At no point were the crusader states capable of combined action. Each made its own piecemeal truces with the Mamluks in the hope of temporary respite and usually on disadvantageous terms. When Acre tried to arrange a prisoner exchange with Baybars, both the Hospitallers and the Templars refused to participate because the Muslims they were holding were skilled craftsmen and too expensive to replace. Such actions earned them growing criticism from fellow Christians for selfishness and self-interest: “They ought to have made the exchange, for the sake of God and the deliverance of the poor Christian slaves,” was one critical verdict.4 They not infrequently made their own agreements with Baybars regarding territory they controlled around their inland castles, while the Frankish barons were capable of reckless bouts of destruction.

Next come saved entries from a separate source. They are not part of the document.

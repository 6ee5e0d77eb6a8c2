// SPDX-FileCopyrightText: 2026 Pollgate Contributors
// SPDX-License-Identifier: MIT OR Apache-2.0

//! Row encoding for the storage tables.
//!
//! The canonical types live in `pollgate-core`; this module converts them to
//! and from SQLite columns.

use std::str::FromStr;

use chrono::{DateTime, SecondsFormat, Utc};
use rusqlite::Row;
use rusqlite::types::Type;

pub use pollgate_core::types::{ChatId, DeliveryMapping, Record, RecordId, RecordStatus, Task};

/// Column list shared by every `records` query, in [`record_from_row`] order.
pub(crate) const RECORD_COLUMNS: &str =
    "id, task, status, selected_option, resolved_text, created_at, updated_at";

/// Column list shared by every `deliveries` query, in [`mapping_from_row`] order.
pub(crate) const DELIVERY_COLUMNS: &str =
    "request_id, chat_id, poll_id, message_id, delivered_at";

/// Fixed-width RFC 3339 so that text ordering matches time ordering.
pub(crate) fn encode_time(t: &DateTime<Utc>) -> String {
    t.to_rfc3339_opts(SecondsFormat::Nanos, true)
}

fn decode_time(idx: usize, raw: &str) -> rusqlite::Result<DateTime<Utc>> {
    DateTime::parse_from_rfc3339(raw)
        .map(|t| t.with_timezone(&Utc))
        .map_err(|e| rusqlite::Error::FromSqlConversionFailure(idx, Type::Text, Box::new(e)))
}

pub(crate) fn encode_task(task: &Task) -> rusqlite::Result<String> {
    serde_json::to_string(task).map_err(|e| rusqlite::Error::ToSqlConversionFailure(Box::new(e)))
}

pub(crate) fn record_from_row(row: &Row<'_>) -> rusqlite::Result<Record> {
    let id: String = row.get(0)?;
    let task_json: String = row.get(1)?;
    let task: Task = serde_json::from_str(&task_json)
        .map_err(|e| rusqlite::Error::FromSqlConversionFailure(1, Type::Text, Box::new(e)))?;
    let status_raw: String = row.get(2)?;
    let status = RecordStatus::from_str(&status_raw)
        .map_err(|e| rusqlite::Error::FromSqlConversionFailure(2, Type::Text, Box::new(e)))?;
    let selected_option: Option<i64> = row.get(3)?;
    let created_at: String = row.get(5)?;
    let updated_at: String = row.get(6)?;

    Ok(Record {
        id: RecordId(id),
        task,
        status,
        selected_option: selected_option.map(|o| o as usize),
        resolved_text: row.get(4)?,
        created_at: decode_time(5, &created_at)?,
        updated_at: decode_time(6, &updated_at)?,
    })
}

pub(crate) fn mapping_from_row(row: &Row<'_>) -> rusqlite::Result<DeliveryMapping> {
    let delivered_at: String = row.get(4)?;
    Ok(DeliveryMapping {
        request_id: RecordId(row.get(0)?),
        chat_id: ChatId(row.get(1)?),
        poll_id: row.get(2)?,
        message_id: row.get(3)?,
        delivered_at: decode_time(4, &delivered_at)?,
    })
}
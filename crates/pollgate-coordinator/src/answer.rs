// SPDX-FileCopyrightText: 2026 Pollgate Contributors
// SPDX-License-Identifier: MIT OR Apache-2.0

//! The answer loop: resolves records from poll answers, first answer wins.

use std::time::Duration;

use pollgate_core::{PollAnswer, PollgateError, RecordId, TransportEvent};
use tokio_util::sync::CancellationToken;
use tracing::{debug, error, info, warn};

use crate::Coordinator;

/// Pause after a failed `next_event` before polling again.
const EVENT_RETRY_DELAY: Duration = Duration::from_secs(1);

/// What happened to one poll answer.
#[derive(Debug, Clone, PartialEq, Eq)]
pub enum AnswerOutcome {
    /// The answer resolved this record.
    Resolved(RecordId),
    /// Vote retraction, unknown poll, expired or already resolved record.
    Ignored,
}

impl Coordinator {
    pub(crate) async fn run_answer_loop(&self, cancel: CancellationToken) {
        loop {
            let event = tokio::select! {
                event = self.transport.next_event() => event,
                _ = cancel.cancelled() => {
                    debug!("answer loop stopping");
                    break;
                }
            };

            match event {
                Ok(Some(event)) => self.handle_event(event).await,
                Ok(None) => {
                    info!("transport closed, answer loop stopping");
                    break;
                }
                Err(e) => {
                    error!(error = %e, "failed to receive transport event");
                    tokio::select! {
                        _ = tokio::time::sleep(EVENT_RETRY_DELAY) => {}
                        _ = cancel.cancelled() => break,
                    }
                }
            }
        }
    }

    /// Dispatches one inbound event. Errors are logged, never propagated.
    pub async fn handle_event(&self, event: TransportEvent) {
        match event {
            TransportEvent::PollAnswer(answer) => {
                if let Err(e) = self.handle_answer(&answer).await {
                    error!(poll_id = %answer.poll_id, error = %e, "failed to handle poll answer");
                }
            }
            TransportEvent::ChatMessage(msg) => {
                if let Err(e) = self.handle_chat_message(&msg).await {
                    error!(chat_id = %msg.chat_id, error = %e, "failed to handle chat message");
                }
            }
        }
    }

    /// Resolves the record behind a poll answer and stops the sibling polls.
    ///
    /// The answering chat's own poll is left open; every other delivery of the
    /// record is withdrawn and stopped.
    pub async fn handle_answer(&self, answer: &PollAnswer) -> Result<AnswerOutcome, PollgateError> {
        let Some(option) = answer.selected_option else {
            debug!(poll_id = %answer.poll_id, "vote retracted, ignoring");
            return Ok(AnswerOutcome::Ignored);
        };

        let mapping = match self.index.resolve(&answer.poll_id).await {
            Ok(mapping) => mapping,
            Err(e) if e.is_not_found() => {
                debug!(poll_id = %answer.poll_id, "answer for unknown poll, dropping");
                return Ok(AnswerOutcome::Ignored);
            }
            Err(e) => return Err(e),
        };
        let id = mapping.request_id.clone();

        let gate = self.write_gate.lock().await;
        let mut record = match self.service.get(&id).await {
            Ok(record) => record,
            Err(e) if e.is_not_found() => {
                debug!(request_id = %id, "answer for expired record, dropping");
                return Ok(AnswerOutcome::Ignored);
            }
            Err(e) => return Err(e),
        };

        match record.resolve(option) {
            Ok(true) => {}
            Ok(false) => {
                debug!(request_id = %id, "record already resolved, dropping answer");
                return Ok(AnswerOutcome::Ignored);
            }
            Err(e) => {
                warn!(request_id = %id, option, error = %e, "answer out of range, dropping");
                return Ok(AnswerOutcome::Ignored);
            }
        }

        self.service.save(&record).await?;
        // The id stays queued until the mappings are gone, so the send loop
        // can finish a withdrawal that fails here.
        let withdrawn = self.index.withdraw_all(&id).await?;
        self.service.queue().complete(&id);
        drop(gate);

        info!(
            request_id = %id,
            poll_id = %answer.poll_id,
            chat_id = %mapping.chat_id,
            sender_id = answer.sender_id,
            option,
            "poll answered"
        );

        for sibling in withdrawn.iter().filter(|m| m.chat_id != mapping.chat_id) {
            self.stop_quietly(sibling.chat_id, sibling.message_id).await;
        }

        Ok(AnswerOutcome::Resolved(id))
    }
}
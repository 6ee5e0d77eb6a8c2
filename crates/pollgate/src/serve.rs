// SPDX-FileCopyrightText: 2026 Pollgate Contributors
// SPDX-License-Identifier: MIT OR Apache-2.0

//! `pollgate serve` command implementation.
//!
//! Opens the storage backend, rebuilds the request queue, connects the
//! Telegram transport, starts the HTTP gateway, and runs the delivery
//! coordinator until SIGINT or SIGTERM.

use std::sync::Arc;

use pollgate_cache::{RecordCache, RecordService};
use pollgate_config::PollgateConfig;
use pollgate_coordinator::{Coordinator, shutdown};
use pollgate_core::{PollTransport, PollgateError};
use pollgate_gateway::{GatewayState, start_server};
use pollgate_storage::{RequestQueue, open_backend};
use pollgate_telegram::TelegramTransport;
use tokio_util::sync::CancellationToken;
use tracing::{error, info, warn};

/// Runs the `pollgate serve` command.
///
/// Shutdown order: signal, transport stops dispatching, gateway drains,
/// delivery loops finish their current unit of work, store is closed.
pub async fn run_serve(config: PollgateConfig) -> Result<(), PollgateError> {
    init_tracing(&config.service.log_level);

    info!(version = env!("CARGO_PKG_VERSION"), "starting pollgate serve");

    let backend = open_backend(&config.storage).await?;

    let queue = Arc::new(RequestQueue::new());
    let restored = queue.load_pending(backend.store.as_ref()).await?;
    info!(restored, "request queue rebuilt from store");

    let cache = RecordCache::from_config(&config.delivery);
    let service = RecordService::new(backend.store.clone(), cache, queue);

    let mut transport = TelegramTransport::new(&config.telegram)?;
    transport.connect().await?;
    let transport: Arc<dyn PollTransport> = Arc::new(transport);

    let shutdown = shutdown::install_signal_handler();

    let gateway_config = config.gateway.clone();
    let gateway_state = GatewayState::new(service.clone(), config.gateway.api_key.clone());
    let gateway_token = shutdown.child_token();
    let mut gateway = tokio::spawn(async move {
        start_server(&gateway_config, gateway_state, gateway_token).await
    });

    let loops = CancellationToken::new();
    let coordinator = Coordinator::new(transport.clone(), &backend, service, &config);
    let delivery = tokio::spawn({
        let loops = loops.clone();
        async move { coordinator.run(loops).await }
    });

    let mut failure = None;
    let mut gateway_done = false;
    tokio::select! {
        _ = shutdown.cancelled() => {}
        result = &mut gateway => {
            gateway_done = true;
            match result {
                Ok(Ok(())) => warn!("gateway exited before shutdown"),
                Ok(Err(e)) => {
                    error!(error = %e, "gateway failed");
                    failure = Some(e);
                }
                Err(e) => {
                    error!(error = %e, "gateway task aborted");
                    failure = Some(PollgateError::Internal(format!("gateway task aborted: {e}")));
                }
            }
            shutdown.cancel();
        }
    }

    info!("shutting down");
    if let Err(e) = transport.disconnect().await {
        warn!(error = %e, "transport disconnect failed");
    }

    if !gateway_done {
        match gateway.await {
            Ok(Err(e)) => error!(error = %e, "gateway failed during shutdown"),
            Err(e) => error!(error = %e, "gateway task aborted"),
            Ok(Ok(())) => {}
        }
    }

    loops.cancel();
    match delivery.await {
        Ok(Err(e)) => error!(error = %e, "coordinator failed"),
        Err(e) => error!(error = %e, "coordinator task aborted"),
        Ok(Ok(())) => {}
    }

    backend.store.close().await?;
    info!("pollgate serve shutdown complete");

    match failure {
        Some(e) => Err(e),
        None => Ok(()),
    }
}

/// Initializes the tracing subscriber. `RUST_LOG` overrides the configured level.
fn init_tracing(log_level: &str) {
    use tracing_subscriber::EnvFilter;

    let filter = EnvFilter::try_from_default_env()
        .unwrap_or_else(|_| EnvFilter::new(format!("pollgate={log_level},warn")));

    tracing_subscriber::fmt()
        .with_env_filter(filter)
        .with_target(true)
        .with_thread_names(false)
        .init();
}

All this served to broaden support for the State of the Turks, and further legitimize Baybars’s claim as Sunni sultan and liberator.
But the language of power spoke louder than the language of diplomacy. Baybars could pick and choose his terms. In 1267, he refused a truce with Acre while the grand master of the Hospitallers signed a humiliating ten-year agreement in return for nonaggression against their castles in Lebanon, with the sultan’s right to abrogate it whenever he wished. Truces with the Frankish states were frequently canceled by Baybars on grounds of minor technical infringements or simply uncorroborated assertions.
For Baybars, the Frankish settlements along the coasts of Palestine, Lebanon, and northern Syria were strategically significant. They threatened the direct route from Cairo to Damascus, and they occupied the best agricultural land. Dominance over the landscape was maintained by a chain of castles commanding the hills of Palestine, Lebanon, and northern Syria. From there, they controlled territory, though at no point did they constitute a coherent defensive system; rather, the territory was a patchwork of independent local fiefdoms owned by the military orders and Frankish barons. As crusader control of territory shrank with the campaigns of Saladin, so the importance of these castles grew. The disaster at Hattin had quenched any Frankish enthusiasm to take on the armies of Islam in extensive, open-field warfare. The thirteenth century saw the military orders, increasingly the only bodies with the resources, construct or remodel castles on a massive scale. They spent money and energy on sophisticated concentric fortifications and defensive features that exposed attackers to heavy counter-bombardment and slowed down the operations of their miners and siege engines. South of Acre, the Templars erected the near-impregnable redoubt of Chateau Pèlerin on a headland above the sea; the Teutonic Knights built their headquarters castle of Montfort, six hundred feet above a valley on an inaccessible bluff; in northern Syria, the Hospitallers remodeled Krak des Chevaliers after an earthquake into the most formidable bastion in all of Outremer. Such fortresses compensated for lack of manpower and allowed small garrisons to dominate landscapes and intimidate local populations and would-be attackers.